Tissue samples weighing approximately 20 mg for liver and 50 mg for other tissues were treated for DNA extraction using a GeneChoice DNA Tissue Mini kit (PGC Scientific Corporation, Frederick, Md.). Briefly, 400 μl of lysis buffer and 40 μl of protease K were added to each sample and incubated at 52°C in a thermomixer with continuous shaking overnight. Nonlysed materials were removed by centrifugation, and lysates were mixed with DNA binding buffer. DNA was collected by a series of washes through a spin column and a final elution. The quality and quantity of extracted DNA were determined spectrophotometrically. One microgram of DNA was used as template for each PCR. Two specific primers for the P. gingivalis 16S rRNA gene were synthesized at the UNC Nucleic Acid Core Facility. Their sequences are as follows: (i) 5′-AGGCAGCTTGCCATACTGCG-3′ and (ii) 5′-ACTGTTAGCAACTACCGATGT-3′ (40). PCR was performed using a HotStarTaq DNA polymerase kit (Qiagen, Valencia, Calif.) following the manufacturer's instructions. A DNA thermal cycler (GeneAmp PCR System 9700; PE Biosystems, Foster City, Calif.) was used for amplification, with an initial denaturation step at 95°C for 15 min followed by 36 cycles of denaturation at 95°C for 30 s, primer annealing at 60°C for 1 min, and extension at 72°C for 1 min, and then a final extension step at 72°C for 10 min (40). The amplified material was subjected to electrophoresis at 90 mV on a 2% Tris-acetate (1× TAE) agarose gel, using a 100-bp DNA ladder (Promega Corporation, Madison Wis.) as a size marker. The gel was stained with SYBR Gold (Molecular Probes, Eugene, Oreg.), and a photograph was taken under UV light. The presence of P. gingivalis was determined by the existence of an amplicon of the expected size of 404 bp. Positive controls included P. gingivalis alone or tissues spiked with exogenous P. gingivalis. The detection limit for P. gingivalis alone was 10 CFU/PCR, and for the P. gingivalis-spiked tissue it was 100 CFU/PCR (data not shown).
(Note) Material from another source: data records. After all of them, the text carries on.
//! Session services produced by factories.
//!
//! A session service is the handle a worker uses to talk to the broker. Each
//! call to a factory's `create()` yields a fresh service owned entirely by the
//! caller; nothing here is pooled or shared between workers.

mod basic_auth;
mod properties;

pub use basic_auth::BasicAuthSessionService;
pub use properties::{RetryPolicy, SessionProperties};

use serde::{Deserialize, Serialize};
use thiserror::Error;
use uuid::Uuid;

/// Unique identifier for a created session.
#[derive(Debug, Clone, PartialEq, Eq, Hash, Serialize, Deserialize)]
pub struct SessionId(pub String);

impl SessionId {
    pub fn new() -> Self {
        Self(Uuid::new_v4().to_string())
    }
}

impl Default for SessionId {
    fn default() -> Self {
        Self::new()
    }
}

impl std::fmt::Display for SessionId {
    fn fmt(&self, f: &mut std::fmt::Formatter<'_>) -> std::fmt::Result {
        write!(f, "{}", self.0)
    }
}

/// Lifecycle of a session service.
#[derive(Debug, Clone, Copy, PartialEq, Eq, Serialize, Deserialize)]
#[serde(rename_all = "lowercase")]
pub enum SessionState {
    Created,
    Connected,
    Closed,
}

impl std::fmt::Display for SessionState {
    fn fmt(&self, f: &mut std::fmt::Formatter<'_>) -> std::fmt::Result {
        let s = match self {
            SessionState::Created => "created",
            SessionState::Connected => "connected",
            SessionState::Closed => "closed",
        };
        f.write_str(s)
    }
}

#[derive(Error, Debug)]
pub enum SessionError {
    #[error("Invalid session configuration: {0}")]
    InvalidConfig(String),

    #[error("Session is closed: {0}")]
    Closed(SessionId),

    #[error("Failed to connect session: {0}")]
    ConnectFailed(String),
}

/// A live (or openable) broker session.
///
/// Implementations are `Send` so a worker can move the service onto the
/// thread that uses it. They are not required to be `Sync`.
pub trait SessionService: Send + std::fmt::Debug {
    fn id(&self) -> &SessionId;

    fn state(&self) -> SessionState;

    /// Properties resolved by the factory when this session was created.
    fn properties(&self) -> &SessionProperties;

    /// Open the session. Connecting an already connected session is a no-op.
    fn connect(&mut self) -> Result<(), SessionError>;

    /// Close the session. Idempotent.
    fn close(&mut self);

    fn is_closed(&self) -> bool {
        self.state() == SessionState::Closed
    }
}
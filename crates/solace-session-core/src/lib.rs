//! # solace-session-core
//!
//! Session service factories for the Solace connector.
//!
//! A pipeline describes how to reach the broker with a factory, a plain
//! serializable record. The framework binds the factory to a queue (read
//! path) or picks a submission mode (write path), ships it to the workers,
//! and each worker asks it for as many sessions as it needs.
//!
//! ## Key Concepts
//!
//! - **Factory**: value-comparable configuration implementing [`SessionServiceFactory`]
//! - **Queue**: the destination a factory is bound to, at most once
//! - **SubmissionMode**: how producers hand messages to the broker
//! - **SessionService**: the handle produced by `create()`, owned by its caller

pub mod config;
pub mod destination;
pub mod factory;
pub mod paths;
pub mod service;
pub mod submission;

#[cfg(test)]
mod test_env;

// Re-export commonly used types
pub use destination::{BindingError, Queue};
pub use factory::{
    BasicAuthSessionServiceFactory, FactoryRecord, FactorySettings, SessionServiceFactory,
};
pub use service::{SessionError, SessionId, SessionService, SessionState};
pub use submission::SubmissionMode;
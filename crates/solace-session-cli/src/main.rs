//! # solace-session
//!
//! Inspect, encode and exercise a session service factory stored on disk.

use std::path::PathBuf;

use anyhow::{bail, Context, Result};
use clap::{Parser, Subcommand};
use solace_session_core::config::{self, ConfigError};
use solace_session_core::paths::default_config_path;
use solace_session_core::{FactoryRecord, Queue, SessionService, SubmissionMode};

#[derive(Parser, Debug)]
#[command(name = "solace-session", about = "Solace session factory tool")]
struct Cli {
    /// Path to the factory record (defaults to ~/.config/solace-session/factory.json).
    #[arg(long, global = true)]
    config: Option<PathBuf>,

    /// Bind the factory to this queue before running the command.
    #[arg(long, global = true)]
    queue: Option<String>,

    /// Submission mode for the write path (HIGHER_THROUGHPUT, LOWER_LATENCY, CUSTOM, TESTING).
    #[arg(long, global = true)]
    submission_mode: Option<SubmissionMode>,

    #[command(subcommand)]
    command: Command,
}

#[derive(Subcommand, Debug)]
enum Command {
    /// Print the effective factory configuration.
    Show,
    /// Print the record as it is shipped to workers.
    Encode,
    /// Create sessions concurrently, connect them and close them again.
    Create {
        #[arg(long, default_value = "1")]
        count: usize,
    },
}

fn load(cli: &Cli) -> Result<FactoryRecord> {
    let path = match &cli.config {
        Some(path) => path.clone(),
        None => default_config_path().context("Failed to resolve default config path")?,
    };

    let mut record = match config::load_record(&path) {
        Ok(record) => record,
        Err(ConfigError::NotFound(path)) => {
            bail!("No factory config at {}", path.display())
        }
        Err(e) => return Err(e).with_context(|| format!("Failed to load {}", path.display())),
    };
    config::apply_env_overrides(&mut record);

    if let Some(name) = &cli.queue {
        let queue = Queue::new(name.as_str())?;
        record.settings_mut().bind_queue(queue)?;
    }
    if let Some(mode) = cli.submission_mode {
        record.settings_mut().set_submission_mode(mode);
    }

    Ok(record)
}

fn show(record: &FactoryRecord) {
    let settings = record.settings();
    println!("{:#?}", record);
    println!(
        "state: {}",
        if settings.is_bound() { "bound" } else { "unbound" }
    );
    println!(
        "queue: {}",
        settings.queue().map(Queue::name).unwrap_or("<none>")
    );
    println!(
        "submission mode: {}",
        settings
            .submission_mode()
            .map(SubmissionMode::as_str)
            .unwrap_or("<none>")
    );
}

/// Returns one `<session id> <client name> <state>` line per session.
async fn create_sessions(record: FactoryRecord, count: usize) -> Result<Vec<String>> {
    let encoded = record.encode()?;

    let mut handles = Vec::with_capacity(count);
    for _ in 0..count {
        // Each worker gets its own copy, decoded the way a remote worker would.
        let encoded = encoded.clone();
        handles.push(tokio::task::spawn_blocking(move || -> Result<String> {
            let record = FactoryRecord::decode(&encoded)?;
            let mut session = record.create()?;
            session.connect()?;
            let line = format!(
                "{} {} {}",
                session.id(),
                session.properties().client_name,
                session.state()
            );
            session.close();
            Ok(line)
        }));
    }

    let mut lines = Vec::with_capacity(count);
    for handle in handles {
        lines.push(handle.await.context("Session worker panicked")??);
    }
    Ok(lines)
}

#[tokio::main]
async fn main() -> Result<()> {
    env_logger::Builder::from_env(env_logger::Env::default().default_filter_or("info")).init();

    let cli = Cli::parse();
    let record = load(&cli)?;

    match cli.command {
        Command::Show => show(&record),
        Command::Encode => println!("{}", record.encode_pretty()?),
        Command::Create { count } => {
            log::info!("Creating {} session(s) from {} factory", count, record.kind());
            for line in create_sessions(record, count).await? {
                println!("{line}");
            }
        }
    }

    Ok(())
}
Measurement of serum levels of TNF-α, IFN-γ, IL-2, IL-4, IL-6, and IL-10 by ELISA.
TNF-α, gamma interferon (IFN-γ), IL-2, IL-4, IL-6, and IL-10 concentrations in maternal serum were quantified using commercially available enzyme-linked immunosorbent assay (ELISA) kits (all from R&D Systems, except IL-6 from Biosource Inc.) following the manufacturers' protocols. Briefly, serum samples were added to 96-well ELISA plates that were coated with 1 μg of anti-mouse cytokine monoclonal antibodies/ml. A secondary biotinylated antibody specific for the cytokine of interest was added as the detecting antibody, followed by a streptavidin-horseradish peroxidase conjugate (enzyme). The substrate used to bind enzyme and produce color was tetramethylbenzidine. The reaction was stopped by the addition of 2 N hydrochloric acid, and the optical density was determined using a Vmax microplate reader (Molecular Devices, Palo Alto, Calif.) at 450 nm against a standard curve based on known concentrations of the murine recombinant cytokine.
Maternal serum IgG estimation using checkerboard immunoblotting.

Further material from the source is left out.